IV. Le marché de libre-échange

Dominique Temple

Le marché de réciprocité l’a emporté sur la redistribution, et la liberté individuelle a conquis le premier rang dans la hiérarchie des valeurs, mais pourquoi ?

Dans la réciprocité ternaire généralisée, la liberté s’accompagne de l’individuation du sujet. Y aurait-il discordance entre cette structure particulière et le principe lui-même de réciprocité qui situe la liberté au cœur de toutes les structures de réciprocité ?

Comme la puissance de voir précède les choses vues mais se connaît dans les choses vues, et la lumière dans les couleurs, la liberté se connaît d’abord dans la responsabilité et la justice, puis elle se connaît aussi dans toutes les valeurs humaines comme la sève de la plante dans les ramifications et ses fleurs. Aristote la compare à la lumière des jours qui se révèle dans les couleurs de l’arc en ciel. Dans le Traité de l’âme, Aristote dit aussi que la conscience affective est une puissance qui peut se réserver d’agir ou de ne pas agir, mobilisant ainsi son énergie à se déployer dans sa croissance. Elle est alors liberté créatrice exempte de tout imaginaire. C’est pour cela qu’elle peut être dite source de toutes les valeurs : parce qu’elle peut se prétendre leur essence sans être happée par aucune finalité particulière. La justice, dont Aristote dit qu’elle est la mère de toutes les vertus car seule capable de révéler le principe de leur matrice, est ainsi supplantée par la liberté qui donne sa force à toutes les valeurs. John Rawls, dans sa Théorie de la justice, y consent : son principe de justice est lexicalement second par rapport à son principe de liberté.
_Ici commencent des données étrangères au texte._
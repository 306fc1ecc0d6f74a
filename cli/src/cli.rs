use clap::Parser;

/// EMA bullish-alignment monitor for DEX token contracts.
#[derive(Debug, Parser)]
#[clap(name = "crossline", version)]
pub struct Cli {
    /// Seconds between polling cycles (overrides POLL_INTERVAL_SECS)
    #[clap(long)]
    pub interval_secs: Option<u64>,

    /// Candle granularity, e.g. 1m, 5m, 15m (overrides CANDLE_BAR)
    #[clap(long)]
    pub bar: Option<String>,

    /// Token contract addresses to monitor (comma-separated,
    /// overrides TOKEN_CONTRACTS)
    #[clap(long, value_delimiter = ',')]
    pub contracts: Option<Vec<String>>,

    /// Run a single polling cycle and exit
    #[clap(long)]
    pub once: bool,

    /// Emit line-delimited JSON logs
    #[clap(long)]
    pub json_logs: bool,
}
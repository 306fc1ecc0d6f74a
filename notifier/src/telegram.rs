use std::time::Duration;

use async_trait::async_trait;
use reqwest::Client;
use serde::Deserialize;
use tracing::debug;

use crate::{AlertSink, NotifyError};

const TELEGRAM_API: &str = "https://api.telegram.org";

#[derive(Debug, Deserialize)]
struct SendMessageResponse {
    ok: bool,

    #[serde(default)]
    description: Option<String>,
}

/// Sends alerts to a single Telegram chat via the Bot API.
#[derive(Clone)]
pub struct TelegramNotifier {
    http: Client,
    base_url: String,
    bot_token: String,
    chat_id: String,
}

impl TelegramNotifier {
    pub fn new(bot_token: String, chat_id: String) -> Result<Self, NotifyError> {
        Self::with_base_url(TELEGRAM_API.to_string(), bot_token, chat_id)
    }

    /// Base URL override, used by tests.
    pub fn with_base_url(
        base_url: String,
        bot_token: String,
        chat_id: String,
    ) -> Result<Self, NotifyError> {
        let http = Client::builder().timeout(Duration::from_secs(15)).build()?;

        Ok(Self {
            http,
            base_url,
            bot_token,
            chat_id,
        })
    }
}

#[async_trait]
impl AlertSink for TelegramNotifier {
    async fn send(&self, text: &str) -> Result<(), NotifyError> {
        let url = format!("{}/bot{}/sendMessage", self.base_url, self.bot_token);

        let resp = self
            .http
            .post(&url)
            .json(&serde_json::json!({
                "chat_id": self.chat_id,
                "text": text,
                "parse_mode": "HTML",
                "disable_web_page_preview": true,
            }))
            .send()
            .await?
            .error_for_status()?;

        let body: SendMessageResponse = resp.json().await?;
        if !body.ok {
            return Err(NotifyError::Rejected(
                body.description.unwrap_or_else(|| "no description".into()),
            ));
        }

        debug!(chat_id = %self.chat_id, "alert delivered");
        Ok(())
    }
}
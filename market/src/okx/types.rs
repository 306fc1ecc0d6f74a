use serde::Deserialize;

/// Standard response envelope: `code == "0"` signals success and `data`
/// carries the payload rows.
#[derive(Debug, Deserialize)]
#[serde(bound(deserialize = "T: Deserialize<'de>"))]
pub struct ApiEnvelope<T> {
    pub code: String,

    #[serde(default)]
    pub msg: String,

    #[serde(default)]
    pub data: Vec<T>,
}

/// Candle rows arrive as positional string arrays:
/// `[ts, open, high, low, close, volume, volumeUsd, confirm]`.
pub type RawCandle = Vec<String>;

/// Token metadata row.
#[derive(Debug, Deserialize)]
pub struct RawTokenMeta {
    #[serde(rename = "tokenSymbol", alias = "symbol")]
    pub symbol: String,

    #[serde(rename = "tokenName", alias = "name")]
    pub name: String,
}
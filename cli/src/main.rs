pub mod cli;
pub mod config;

use clap::Parser;

use cli::Cli;
use common::logger::init_logger;
use config::AppConfig;
use market::okx::OkxDexClient;
use notifier::telegram::TelegramNotifier;
use scheduler::{MonitorConfig, MonitorEngine};

#[tokio::main]
async fn main() -> anyhow::Result<()> {
    let cli = Cli::parse();

    init_logger("crossline", cli.json_logs);

    let mut cfg = AppConfig::from_env()?;

    // CLI overrides for operational use.
    if let Some(secs) = cli.interval_secs {
        cfg.poll_interval = std::time::Duration::from_secs(secs);
    }
    if let Some(bar) = cli.bar {
        cfg.bar = bar;
    }
    if let Some(contracts) = cli.contracts {
        cfg.contracts = contracts;
    }

    let client = OkxDexClient::new(
        cfg.base_url.clone(),
        cfg.chain_index.clone(),
        cfg.credentials(),
    )?;

    let sink = TelegramNotifier::new(
        cfg.telegram_bot_token.clone(),
        cfg.telegram_chat_id.clone(),
    )?;

    let monitor_cfg = MonitorConfig {
        poll_interval: cfg.poll_interval,
        request_delay: cfg.request_delay,
        bar: cfg.bar.clone(),
        ..MonitorConfig::default()
    };

    tracing::info!(
        instruments = cfg.contracts.len(),
        bar = %monitor_cfg.bar,
        interval_secs = monitor_cfg.poll_interval.as_secs(),
        "starting crossline monitor"
    );

    let mut engine = MonitorEngine::new(monitor_cfg, cfg.contracts.clone(), client, sink);

    if cli.once {
        engine.run_cycle().await;
        return Ok(());
    }

    tokio::spawn(engine.run());

    tokio::signal::ctrl_c().await?;
    tracing::info!("shutdown signal received");

    Ok(())
}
Dans une communauté de réciprocité généralisée, nul ne peut déroger à l’impératif de la justice ni à celui de la responsabilité, nul ne peut déroger à ce que Marcel Mauss appela “l’obligation” de la réciprocité, l’obligation morale, l’impératif catégorique, et pourtant, si la liberté a un sens, c’est de n’avoir de compte à rendre à rien d’autre qu’à elle-même. Et donc elle peut mettre en question l’absolu de la confiance dans la réciprocité centralisée ou celui de la responsabilité dans le marché !

Être capable de surpasser l’absolu de la confiance, de la responsabilité, de la solidarité, de la philia est pour la liberté un enjeu de taille car c’est alors contre son propre être qu’elle doit se dresser aussi. Les figures mythiques des demi-dieux qui pour être humains contestent aux dieux leur autorité suprême n’ont pas un sort qui augure favorablement de l’aventure ! C’est néanmoins contre la sujétion à la Loi que l’homme se dresse au nom de la liberté, et c’est à cette fin qu’il affronte le droit divin et le pouvoir royal, et toute forme d’obligation morale. L’enjeu de la liberté n’est donc pas seulement de venir à bout de l’imaginaire de toute valeur ni même de la sujétion à quelque valeur que ce soit, quand bien même cette sujétion se justifie de délivrer la conscience des chaînes de la nature. C’est d’elle-même, de son absolu, c’est-à-dire de sa nature affective que la conscience qui se veut souveraine entend se libérer.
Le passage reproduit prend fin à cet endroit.